Alexandria's Jewish Community: Alexandria's Jewish community dates back as early as the third century, and was reported to number in the tens and hundreds of thousands. Although Alexandria had a Jewish quarter located in the ancient Delta quarter, many of Alexandria's Jews lived throughout the city. Throughout its history, Alexandria's Jewish community was deeply tied to Palestine, and drew many of its customs from that community.

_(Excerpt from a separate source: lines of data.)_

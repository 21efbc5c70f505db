//! CLI command handlers for LazyESP.
//!
//! Headless, scriptable access to the compiler for automation and CI.

pub mod common;
pub mod compile;
pub mod config;
pub mod import;
pub mod profiles;
pub mod validate;

// Re-export types used by main.rs and tests
pub use common::{CliError, CliResult, ExitCode};
pub use compile::CompileArgs;
pub use config::ConfigArgs;
pub use import::ImportArgs;
pub use profiles::ProfilesArgs;
pub use validate::ValidateArgs;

At the beginning of the nineteenth century, the Jewish community in Alexandria numbered in the hundreds, but by the end of the century the population had increased to 10,000, and during the interwar years it climbed to 30,000. Although World War I stimulated the Egyptian economy and Jewish-Muslim relations remained good through the interwar years, the nationalization of the Egyptian economy and the Arab-Jewish conflict in Palestine eventually caused over a quarter of the Jews in Egypt to flee the country following the 1948 war. The majority of the remaining Jewish community fled after the Suez War, and by the 1980s fewer than 400 Jews remained in all of Egypt [6].